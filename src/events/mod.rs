//! Event channels.
//!
//! - **Bubble** - node-targeted events walking up the document tree
//! - **Broadcast** - window-level events delivered to every listener
//! - **Microtask** - work deferred until the current input event finishes

pub mod bubble;
pub mod broadcast;
mod microtask;

pub use bubble::{BubbleEvent, EventContext, Propagation};
pub use broadcast::{broadcast, on_broadcast, BroadcastEvent};
pub use microtask::*;
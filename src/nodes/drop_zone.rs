//! Drop zones: the insertion targets above and below each section and field.

use super::view::{View, slots};
use crate::reactive::{create_effect, Reactive};
use crate::types::{InsertPosition, NodeId};

/// One insertion target. Hidden unless a compatible drag is in progress.
#[derive(Clone)]
pub struct DropZone {
    owner: NodeId,
    position: InsertPosition,
    visible: Reactive<bool>,
    indicator: Reactive<bool>,
}

impl DropZone {
    pub fn new(owner: NodeId, position: InsertPosition) -> Self {
        Self {
            owner,
            position,
            visible: Reactive::new(false),
            indicator: Reactive::new(false),
        }
    }

    pub fn owner(&self) -> NodeId {
        self.owner
    }

    pub fn position(&self) -> InsertPosition {
        self.position
    }

    pub fn show(&self) {
        self.visible.set(true);
    }

    pub fn hide(&self) {
        self.visible.set(false);
        self.indicator.set(false);
    }

    pub fn is_visible(&self) -> bool {
        self.visible.get()
    }

    /// Light the insertion indicator while a drag hovers this zone.
    pub fn drag_over(&self) {
        if self.visible.get_untracked() {
            self.indicator.set(true);
        }
    }

    pub fn drag_leave(&self) {
        self.indicator.set(false);
    }

    pub fn is_indicated(&self) -> bool {
        self.indicator.get()
    }
}

/// The pair of zones every section and field carries.
#[derive(Clone)]
pub struct DropZones {
    pub top: DropZone,
    pub bottom: DropZone,
}

impl DropZones {
    pub fn new(owner: NodeId) -> Self {
        Self {
            top: DropZone::new(owner, InsertPosition::BeforeBegin),
            bottom: DropZone::new(owner, InsertPosition::AfterEnd),
        }
    }

    pub fn zone(&self, position: InsertPosition) -> &DropZone {
        match position {
            InsertPosition::BeforeBegin => &self.top,
            InsertPosition::AfterEnd => &self.bottom,
        }
    }

    pub fn show(&self) {
        self.top.show();
        self.bottom.show();
    }

    pub fn hide(&self) {
        self.top.hide();
        self.bottom.hide();
    }

    pub fn any_visible(&self) -> bool {
        self.top.is_visible() || self.bottom.is_visible()
    }

    /// Bind both zones to `view`. Must run inside the owner's scope.
    pub fn paint(&self, view: &View) {
        for (zone, visible_slot, indicator_slot) in [
            (&self.top, slots::ZONE_TOP_VISIBLE, slots::ZONE_TOP_INDICATOR),
            (&self.bottom, slots::ZONE_BOTTOM_VISIBLE, slots::ZONE_BOTTOM_INDICATOR),
        ] {
            let (visible, indicator, v) = (zone.visible.clone(), zone.indicator.clone(), view.clone());
            create_effect(move || {
                v.set_flag(visible_slot, visible.get());
                v.set_flag(indicator_slot, indicator.get());
            });
        }
    }
}
//! Host singletons shared by all fields of one kind.
//!
//! - [`calendar`] - date/time picker for datetime fields
//! - [`map`] - location picker for location fields

pub mod calendar;
pub mod map;

pub use calendar::{install_calendar, uninstall_calendar, Calendar};
pub use map::{install_map, uninstall_map, LatLng, MapWidget};
//! Select fields: a dropdown or a panel of radio/checkbox options.

use serde::{Deserialize, Serialize};
use serde_json::json;
use tracing::debug;

use crate::error::Result;
use crate::nodes::{slots, FieldContext, FieldNode, FieldView};
use crate::reactive::{create_effect, keys, Key, ReactiveObject, Value};

const PROMPT: Key<String> = Key::new("prompt");
const MULTISELECT: Key<bool> = Key::new("multiselect");
const DROPDOWN: Key<bool> = Key::new("dropdown");
const OPTION_VALUE: Key<String> = Key::new("value");

/// One selectable option.
#[derive(Clone, Debug, PartialEq, Eq, Serialize, Deserialize)]
pub struct SelectOption {
    pub value: String,
    pub label: String,
}

impl SelectOption {
    pub fn new(value: impl Into<String>, label: impl Into<String>) -> Self {
        Self {
            value: value.into(),
            label: label.into(),
        }
    }

    fn from_record(record: &ReactiveObject) -> Option<Self> {
        Some(Self {
            value: record.read_untracked(OPTION_VALUE).ok()?,
            label: record.read_untracked(keys::LABEL).ok()?,
        })
    }
}

/// Slot holding one part of the option at `index`, e.g. `option.0.label`.
pub fn option_slot(index: usize, part: &str) -> String {
    format!("option.{index}.{part}")
}

pub struct SelectView;

impl FieldView for SelectView {
    fn defaults(&self) -> serde_json::Value {
        json!({
            "label": "Select Input",
            "prompt": "",
            "options": [],
            "multiselect": false,
            "columns": 1,
            "dropdown": true,
        })
    }

    fn initialize(&mut self, cx: &FieldContext<'_>) -> Result<()> {
        let (d, v) = (cx.data.clone(), cx.view.clone());
        create_effect(move || v.set_text(slots::INPUT_VALUE, d.read(keys::DEFAULT_VALUE).unwrap_or_default().to_string()));

        let (d, v) = (cx.data.clone(), cx.view.clone());
        create_effect(move || {
            v.set_flag(slots::INPUT_DISABLED, d.read(keys::DISABLED).unwrap_or(false));
            v.set_flag(slots::INPUT_READONLY, d.read(keys::READONLY).unwrap_or(false));
        });

        let (d, v) = (cx.data.clone(), cx.view.clone());
        create_effect(move || v.set_text(slots::SELECT_PROMPT, d.read(PROMPT).unwrap_or_default()));

        let (d, v) = (cx.data.clone(), cx.view.clone());
        create_effect(move || v.set_flag(slots::SELECT_DROPDOWN, d.read(DROPDOWN).unwrap_or(true)));

        let (d, v) = (cx.data.clone(), cx.view.clone());
        create_effect(move || {
            let input = if d.read(MULTISELECT).unwrap_or(false) { "checkbox" } else { "radio" };
            v.set_text(slots::OPTIONS_INPUT, input);
        });

        // Rebuilt whenever the option list is reassigned. Each option gets its
        // own effects, owned by this one and dropped on the next rebuild.
        let (d, v) = (cx.data.clone(), cx.view.clone());
        create_effect(move || {
            let options = d.read(keys::OPTIONS).unwrap_or_default();
            v.set_flag(slots::OPTIONS_EMPTY, options.is_empty());

            let records: Vec<ReactiveObject> = options.iter().filter_map(Value::as_record).cloned().collect();
            v.set_items(
                slots::OPTIONS,
                records
                    .iter()
                    .map(|record| record.read_untracked(OPTION_VALUE).unwrap_or_default())
                    .collect(),
            );

            for (index, record) in records.into_iter().enumerate() {
                let (r, view) = (record.clone(), v.clone());
                create_effect(move || view.set_text(&option_slot(index, "value"), r.read(OPTION_VALUE).unwrap_or_default()));
                let view = v.clone();
                create_effect(move || view.set_text(&option_slot(index, "label"), record.read(keys::LABEL).unwrap_or_default()));
            }
        });
        Ok(())
    }
}

/// Append an option to `field`'s option list.
pub fn add_option(field: &FieldNode, option: SelectOption) -> Result<()> {
    let mut options = field.data().read_untracked(keys::OPTIONS)?;
    let record = ReactiveObject::from_json(&json!({
        "value": option.value,
        "label": option.label,
    }))?;
    options.push(Value::Record(record));
    field.data().write(keys::OPTIONS, options);
    debug!(field = %field.node_id(), "option added");
    Ok(())
}

/// Current options of `field`. Untracked.
pub fn options(field: &FieldNode) -> Result<Vec<SelectOption>> {
    let options = field.data().read_untracked(keys::OPTIONS)?;
    Ok(options
        .iter()
        .filter_map(Value::as_record)
        .filter_map(SelectOption::from_record)
        .collect())
}

#[cfg(test)]
mod tests {
    use super::*;
    use crate::nodes::View;
    use crate::reactive::effect_scope;
    use crate::types::NodeId;

    fn select_data() -> ReactiveObject {
        let data = ReactiveObject::from_json(&json!({
            "defaultValue": "",
            "readonly": false,
            "disabled": false,
        }))
        .unwrap();
        if let serde_json::Value::Object(defaults) = SelectView.defaults() {
            for (name, value) in &defaults {
                data.set(name, Value::from_json(value));
            }
        }
        data
    }

    #[test]
    fn test_options_repaint_on_reassignment() {
        let (data, view) = (select_data(), View::new());
        let scope = effect_scope();
        scope
            .run(|| SelectView.initialize(&FieldContext { node: NodeId(0), data: &data, view: &view }))
            .unwrap();

        assert!(view.flag(slots::OPTIONS_EMPTY));
        assert_eq!(view.text_or_empty(slots::OPTIONS_INPUT), "radio");

        let options = Value::from_json(&json!([
            { "value": "a", "label": "Alpha" },
            { "value": "b", "label": "Beta" },
        ]));
        data.set("options", options);

        assert!(!view.flag(slots::OPTIONS_EMPTY));
        assert_eq!(view.items(slots::OPTIONS), vec!["a".to_string(), "b".to_string()]);
        assert_eq!(view.text_or_empty(&option_slot(1, "label")), "Beta");

        // Per-option effects follow the option record itself.
        let first = data.peek("options").unwrap().as_list().unwrap()[0].as_record().cloned().unwrap();
        first.set("label", "First");
        assert_eq!(view.text_or_empty(&option_slot(0, "label")), "First");

        data.set("multiselect", true);
        assert_eq!(view.text_or_empty(slots::OPTIONS_INPUT), "checkbox");
        scope.stop();
    }
}
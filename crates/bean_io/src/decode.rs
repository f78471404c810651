//! Decoding a stream back to source text.
//!
//! Decoding happens in two phases. The first phase walks the node region
//! and produces tokens. References to program-specific literals cannot be
//! resolved yet, since the literals are stored after the last node, so they
//! are kept as `Token::Pooled`. The second phase reads the literal region.
//! `Decoded::to_source` then joins everything.
//!
//! The text produced is not the input text: whitespace and comments
//! are lost, and every compound expression is parenthesized.

use crate::bytes::literal::read_literals;
use crate::bytes::{
    flag, Position, Sentinel, CONTINUATION, FLAGS_PRESENT, KIND_MASK, LIST_END, OPERATOR_MASK,
    PREFIX,
};
use crate::kind::KindRegistry;
use crate::literals::{Dictionary, LiteralCode};
use crate::{DecodeError, FormatError, MAX_NESTING};

use bean_shared::ast::*;

use std::borrow::Cow;

/// How a literal is written in source text.
#[derive(Clone, Copy, Debug, PartialEq, Eq)]
pub enum Escape {
    /// Identifiers and numbers.
    Verbatim,

    /// The contents of a double-quoted string.
    String,

    /// The contents of a template element.
    Template,

    /// The pattern of a regular expression.
    RegExp,
}
impl Escape {
    pub fn apply(self, literal: &str) -> Cow<str> {
        let needs_escape = |c: char| match self {
            Escape::Verbatim => false,
            Escape::String => c == '"' || c == '\\' || c == '\n' || c == '\r',
            Escape::Template => c == '`' || c == '\\' || c == '$' || c == '\n' || c == '\r',
            Escape::RegExp => c == '/',
        };
        if !literal.chars().any(needs_escape) {
            return Cow::Borrowed(literal);
        }
        let mut result = String::with_capacity(literal.len() + 8);
        let mut chars = literal.chars().peekable();
        while let Some(c) = chars.next() {
            match c {
                '\n' => result.push_str("\\n"),
                '\r' => result.push_str("\\r"),
                '$' if self == Escape::Template && chars.peek() == Some(&'{') => {
                    result.push_str("\\$")
                }
                c if c != '$' && needs_escape(c) => {
                    result.push('\\');
                    result.push(c);
                }
                c => result.push(c),
            }
        }
        Cow::Owned(result)
    }
}

#[derive(Clone, Debug, PartialEq, Eq)]
pub enum Token<'a> {
    /// Punctuation, keywords and literals of the vocabulary.
    Text(Cow<'a, str>),

    /// A program-specific literal, resolved once the literal region is read.
    Pooled { index: usize, escape: Escape },
}

/// The result of decoding a stream.
#[derive(Clone, Debug)]
pub struct Decoded<'a> {
    pub tokens: Vec<Token<'a>>,
    pub literals: Vec<String>,
}
impl<'a> Decoded<'a> {
    /// Join the tokens into source text.
    pub fn to_source(&self) -> Result<String, DecodeError> {
        let mut source = String::new();
        for token in &self.tokens {
            match *token {
                Token::Text(ref text) => source.push_str(text),
                Token::Pooled { index, escape } => {
                    let literal = self
                        .literals
                        .get(index)
                        .ok_or(FormatError::BadLiteralIndex(index))?;
                    source.push_str(&escape.apply(literal));
                }
            }
        }
        Ok(source)
    }
}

• **Problem to work on**: Starting with the first line of the entries and ending with the line that has "filename src/nodes/drop_zone.rs", copy each line exactly and add nothing.

• **Exercise output**:
filename src/events/mod.rs
//! Event channels.
//!
//! - **Bubble** - node-targeted events walking up the document tree
//! - **Broadcast** - window-level events delivered to every listener
//! - **Microtask** - work deferred until the current input event finishes

pub mod bubble;
pub mod broadcast;
mod microtask;

pub use bubble::{BubbleEvent, EventContext, Propagation};
pub use broadcast::{broadcast, on_broadcast, BroadcastEvent};
pub use microtask::*;
filename src/nodes/drop_zone.rs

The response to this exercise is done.